[[ Listed records, beginning ]]

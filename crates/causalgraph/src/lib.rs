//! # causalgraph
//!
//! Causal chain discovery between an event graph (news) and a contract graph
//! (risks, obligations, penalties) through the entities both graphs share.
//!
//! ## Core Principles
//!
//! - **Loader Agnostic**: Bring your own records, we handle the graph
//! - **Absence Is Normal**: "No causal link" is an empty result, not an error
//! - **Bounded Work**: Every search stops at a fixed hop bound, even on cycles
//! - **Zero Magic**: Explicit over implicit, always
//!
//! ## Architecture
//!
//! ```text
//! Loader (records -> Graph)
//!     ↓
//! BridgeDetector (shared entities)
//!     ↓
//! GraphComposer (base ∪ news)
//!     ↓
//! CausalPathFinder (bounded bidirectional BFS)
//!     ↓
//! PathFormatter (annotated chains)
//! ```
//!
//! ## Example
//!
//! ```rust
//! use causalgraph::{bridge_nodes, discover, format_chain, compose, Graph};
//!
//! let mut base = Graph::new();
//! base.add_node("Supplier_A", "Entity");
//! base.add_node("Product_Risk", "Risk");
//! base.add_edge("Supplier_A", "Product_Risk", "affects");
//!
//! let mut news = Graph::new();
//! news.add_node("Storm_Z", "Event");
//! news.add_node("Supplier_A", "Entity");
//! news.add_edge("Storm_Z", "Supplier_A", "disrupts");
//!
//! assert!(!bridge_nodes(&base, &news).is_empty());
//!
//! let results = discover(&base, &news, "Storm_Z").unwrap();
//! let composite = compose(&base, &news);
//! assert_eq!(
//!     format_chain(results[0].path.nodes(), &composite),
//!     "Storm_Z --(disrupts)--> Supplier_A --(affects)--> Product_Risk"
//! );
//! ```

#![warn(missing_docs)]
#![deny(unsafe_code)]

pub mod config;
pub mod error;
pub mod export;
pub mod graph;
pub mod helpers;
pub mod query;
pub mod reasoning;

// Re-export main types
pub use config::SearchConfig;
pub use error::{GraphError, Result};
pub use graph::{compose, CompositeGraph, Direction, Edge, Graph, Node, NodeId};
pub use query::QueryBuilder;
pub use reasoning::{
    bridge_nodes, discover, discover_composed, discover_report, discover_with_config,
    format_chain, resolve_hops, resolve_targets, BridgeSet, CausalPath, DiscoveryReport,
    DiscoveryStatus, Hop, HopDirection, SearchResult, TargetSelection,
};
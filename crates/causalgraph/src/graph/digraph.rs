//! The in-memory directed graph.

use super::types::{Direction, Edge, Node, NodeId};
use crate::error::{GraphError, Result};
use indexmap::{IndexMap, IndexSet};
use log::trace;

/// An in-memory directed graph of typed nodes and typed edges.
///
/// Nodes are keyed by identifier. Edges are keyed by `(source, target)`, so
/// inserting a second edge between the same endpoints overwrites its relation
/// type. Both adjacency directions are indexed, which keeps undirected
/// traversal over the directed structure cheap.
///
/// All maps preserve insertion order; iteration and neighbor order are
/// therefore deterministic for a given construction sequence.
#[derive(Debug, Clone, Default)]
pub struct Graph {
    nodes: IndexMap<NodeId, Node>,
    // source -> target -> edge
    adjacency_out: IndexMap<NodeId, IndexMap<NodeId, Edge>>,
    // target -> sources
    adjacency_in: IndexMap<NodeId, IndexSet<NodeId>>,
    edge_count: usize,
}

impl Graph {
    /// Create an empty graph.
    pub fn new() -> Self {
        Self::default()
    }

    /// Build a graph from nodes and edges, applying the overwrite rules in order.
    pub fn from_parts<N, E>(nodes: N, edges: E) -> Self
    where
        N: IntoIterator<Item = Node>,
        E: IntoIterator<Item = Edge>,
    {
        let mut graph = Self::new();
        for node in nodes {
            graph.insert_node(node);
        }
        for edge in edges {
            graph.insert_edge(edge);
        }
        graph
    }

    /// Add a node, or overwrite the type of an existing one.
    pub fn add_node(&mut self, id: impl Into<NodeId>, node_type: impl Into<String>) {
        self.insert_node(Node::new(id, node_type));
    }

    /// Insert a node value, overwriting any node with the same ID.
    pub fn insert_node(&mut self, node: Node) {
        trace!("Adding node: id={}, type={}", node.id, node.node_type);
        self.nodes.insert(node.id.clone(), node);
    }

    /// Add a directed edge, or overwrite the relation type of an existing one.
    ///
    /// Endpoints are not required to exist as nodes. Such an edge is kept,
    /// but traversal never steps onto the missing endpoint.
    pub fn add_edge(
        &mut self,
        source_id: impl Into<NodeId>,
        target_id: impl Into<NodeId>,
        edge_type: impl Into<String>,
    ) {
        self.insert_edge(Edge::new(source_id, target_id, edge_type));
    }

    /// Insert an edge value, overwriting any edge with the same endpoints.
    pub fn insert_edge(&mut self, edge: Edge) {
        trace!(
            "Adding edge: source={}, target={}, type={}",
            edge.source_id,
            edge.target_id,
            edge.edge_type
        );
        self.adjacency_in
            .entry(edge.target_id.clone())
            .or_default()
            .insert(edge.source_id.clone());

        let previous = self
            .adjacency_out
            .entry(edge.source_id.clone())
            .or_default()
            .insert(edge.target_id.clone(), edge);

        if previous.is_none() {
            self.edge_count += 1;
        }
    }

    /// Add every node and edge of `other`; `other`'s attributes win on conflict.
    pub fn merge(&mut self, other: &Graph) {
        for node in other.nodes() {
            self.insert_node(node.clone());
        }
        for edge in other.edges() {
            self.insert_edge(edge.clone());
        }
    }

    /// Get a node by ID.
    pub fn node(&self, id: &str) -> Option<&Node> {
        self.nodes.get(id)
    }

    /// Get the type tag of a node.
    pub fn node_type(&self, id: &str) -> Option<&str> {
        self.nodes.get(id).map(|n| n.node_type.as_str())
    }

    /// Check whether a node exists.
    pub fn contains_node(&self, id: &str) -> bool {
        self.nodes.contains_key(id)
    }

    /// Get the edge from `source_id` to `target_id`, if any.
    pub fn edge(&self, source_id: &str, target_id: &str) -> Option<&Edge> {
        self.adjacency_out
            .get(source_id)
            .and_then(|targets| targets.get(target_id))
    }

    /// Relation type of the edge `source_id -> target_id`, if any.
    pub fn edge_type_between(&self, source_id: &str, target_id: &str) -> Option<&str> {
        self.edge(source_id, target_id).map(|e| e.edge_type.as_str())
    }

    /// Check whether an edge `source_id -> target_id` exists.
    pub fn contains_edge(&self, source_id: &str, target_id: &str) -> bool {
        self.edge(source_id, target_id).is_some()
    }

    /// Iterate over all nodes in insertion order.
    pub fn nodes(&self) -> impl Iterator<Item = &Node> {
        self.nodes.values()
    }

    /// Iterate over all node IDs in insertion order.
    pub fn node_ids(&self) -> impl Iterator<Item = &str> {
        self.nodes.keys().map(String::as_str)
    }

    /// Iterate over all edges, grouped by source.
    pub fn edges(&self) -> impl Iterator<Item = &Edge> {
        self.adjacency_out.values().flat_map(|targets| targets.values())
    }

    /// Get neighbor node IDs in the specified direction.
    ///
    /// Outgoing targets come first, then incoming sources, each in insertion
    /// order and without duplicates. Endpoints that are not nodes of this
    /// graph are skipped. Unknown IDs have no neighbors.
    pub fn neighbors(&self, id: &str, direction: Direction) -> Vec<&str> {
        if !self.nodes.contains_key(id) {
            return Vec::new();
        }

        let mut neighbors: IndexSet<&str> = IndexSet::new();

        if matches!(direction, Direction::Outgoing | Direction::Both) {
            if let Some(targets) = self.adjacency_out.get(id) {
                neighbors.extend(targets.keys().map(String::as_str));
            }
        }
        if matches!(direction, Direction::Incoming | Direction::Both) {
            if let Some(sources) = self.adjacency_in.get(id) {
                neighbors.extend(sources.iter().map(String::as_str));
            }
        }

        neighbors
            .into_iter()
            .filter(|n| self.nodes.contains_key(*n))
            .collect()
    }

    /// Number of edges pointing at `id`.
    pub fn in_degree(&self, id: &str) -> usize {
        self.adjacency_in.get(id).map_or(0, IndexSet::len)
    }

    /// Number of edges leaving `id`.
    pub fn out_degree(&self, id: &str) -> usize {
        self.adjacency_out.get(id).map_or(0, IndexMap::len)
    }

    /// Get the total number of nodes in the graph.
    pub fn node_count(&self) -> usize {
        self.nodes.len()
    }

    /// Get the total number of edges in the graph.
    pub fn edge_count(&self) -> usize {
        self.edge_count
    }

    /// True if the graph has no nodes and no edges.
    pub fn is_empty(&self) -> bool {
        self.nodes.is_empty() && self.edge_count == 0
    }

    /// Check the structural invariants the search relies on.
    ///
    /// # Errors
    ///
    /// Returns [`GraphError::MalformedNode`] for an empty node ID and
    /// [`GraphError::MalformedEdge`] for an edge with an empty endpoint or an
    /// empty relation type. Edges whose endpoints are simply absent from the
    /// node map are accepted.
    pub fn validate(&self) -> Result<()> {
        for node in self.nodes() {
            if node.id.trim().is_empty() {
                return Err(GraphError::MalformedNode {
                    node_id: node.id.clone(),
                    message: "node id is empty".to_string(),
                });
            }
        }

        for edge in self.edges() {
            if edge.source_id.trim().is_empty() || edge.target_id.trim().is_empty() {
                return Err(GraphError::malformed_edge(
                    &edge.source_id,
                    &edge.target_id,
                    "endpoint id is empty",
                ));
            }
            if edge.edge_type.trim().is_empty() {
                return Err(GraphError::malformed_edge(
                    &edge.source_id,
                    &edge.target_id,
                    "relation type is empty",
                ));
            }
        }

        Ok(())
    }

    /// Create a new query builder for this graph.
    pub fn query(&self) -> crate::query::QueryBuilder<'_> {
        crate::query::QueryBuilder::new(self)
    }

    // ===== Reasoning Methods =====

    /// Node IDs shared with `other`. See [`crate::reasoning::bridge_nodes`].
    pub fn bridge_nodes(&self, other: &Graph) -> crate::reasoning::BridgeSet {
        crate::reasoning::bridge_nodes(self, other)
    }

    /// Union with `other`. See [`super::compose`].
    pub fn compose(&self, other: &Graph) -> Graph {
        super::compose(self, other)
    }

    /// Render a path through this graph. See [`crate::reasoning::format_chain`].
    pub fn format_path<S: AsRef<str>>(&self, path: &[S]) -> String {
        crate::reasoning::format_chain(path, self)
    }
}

[[ Listed records, end ]]
[[ Listed records, beginning ]]

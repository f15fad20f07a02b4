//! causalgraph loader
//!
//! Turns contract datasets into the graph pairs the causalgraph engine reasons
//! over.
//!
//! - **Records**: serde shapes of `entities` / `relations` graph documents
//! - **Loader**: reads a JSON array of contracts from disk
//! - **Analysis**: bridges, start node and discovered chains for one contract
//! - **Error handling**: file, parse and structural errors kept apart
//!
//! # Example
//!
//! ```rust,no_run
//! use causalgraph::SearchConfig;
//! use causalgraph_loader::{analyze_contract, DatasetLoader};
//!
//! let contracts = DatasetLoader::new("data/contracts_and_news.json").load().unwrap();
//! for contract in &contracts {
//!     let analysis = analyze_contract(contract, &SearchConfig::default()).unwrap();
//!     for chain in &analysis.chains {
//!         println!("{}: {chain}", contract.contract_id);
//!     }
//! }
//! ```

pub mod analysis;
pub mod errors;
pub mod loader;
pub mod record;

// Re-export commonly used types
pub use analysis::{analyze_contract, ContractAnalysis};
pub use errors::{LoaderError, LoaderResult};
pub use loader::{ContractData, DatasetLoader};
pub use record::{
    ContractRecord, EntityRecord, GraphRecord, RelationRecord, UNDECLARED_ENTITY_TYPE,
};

[[ Listed records, end ]]
[[ Listed records, beginning ]]

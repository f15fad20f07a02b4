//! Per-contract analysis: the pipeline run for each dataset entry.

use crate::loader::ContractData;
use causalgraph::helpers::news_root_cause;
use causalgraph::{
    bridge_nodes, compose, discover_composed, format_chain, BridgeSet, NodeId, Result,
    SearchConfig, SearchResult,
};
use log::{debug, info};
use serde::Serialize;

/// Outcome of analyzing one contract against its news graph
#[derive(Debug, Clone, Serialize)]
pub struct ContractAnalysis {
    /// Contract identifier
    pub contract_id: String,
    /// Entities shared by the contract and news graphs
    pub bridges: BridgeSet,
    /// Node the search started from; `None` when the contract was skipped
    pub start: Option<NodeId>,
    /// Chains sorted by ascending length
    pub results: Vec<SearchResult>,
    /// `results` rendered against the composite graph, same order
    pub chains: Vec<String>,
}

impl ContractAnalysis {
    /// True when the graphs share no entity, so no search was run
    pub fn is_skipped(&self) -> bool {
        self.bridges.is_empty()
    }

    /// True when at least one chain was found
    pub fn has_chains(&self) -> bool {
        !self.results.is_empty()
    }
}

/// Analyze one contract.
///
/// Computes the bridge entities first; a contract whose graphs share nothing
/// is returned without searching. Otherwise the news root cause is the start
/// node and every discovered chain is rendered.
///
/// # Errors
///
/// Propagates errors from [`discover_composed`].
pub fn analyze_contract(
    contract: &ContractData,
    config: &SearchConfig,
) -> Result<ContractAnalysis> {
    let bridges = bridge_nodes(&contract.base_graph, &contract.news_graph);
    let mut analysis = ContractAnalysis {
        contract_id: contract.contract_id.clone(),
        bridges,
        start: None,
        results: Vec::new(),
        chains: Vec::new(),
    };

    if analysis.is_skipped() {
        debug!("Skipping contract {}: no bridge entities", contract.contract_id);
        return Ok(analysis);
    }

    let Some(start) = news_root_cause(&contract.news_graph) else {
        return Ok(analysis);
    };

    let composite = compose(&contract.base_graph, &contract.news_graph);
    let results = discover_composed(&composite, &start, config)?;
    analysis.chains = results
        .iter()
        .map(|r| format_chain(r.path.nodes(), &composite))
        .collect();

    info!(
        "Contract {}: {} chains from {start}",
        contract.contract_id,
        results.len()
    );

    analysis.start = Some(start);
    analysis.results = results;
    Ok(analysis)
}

[[ Listed records, end ]]

- **Task directions**
List the lines of the entries that include "whether".

- **Task answer**
    /// Check whether a node exists.
    /// Check whether an edge `source_id -> target_id` exists.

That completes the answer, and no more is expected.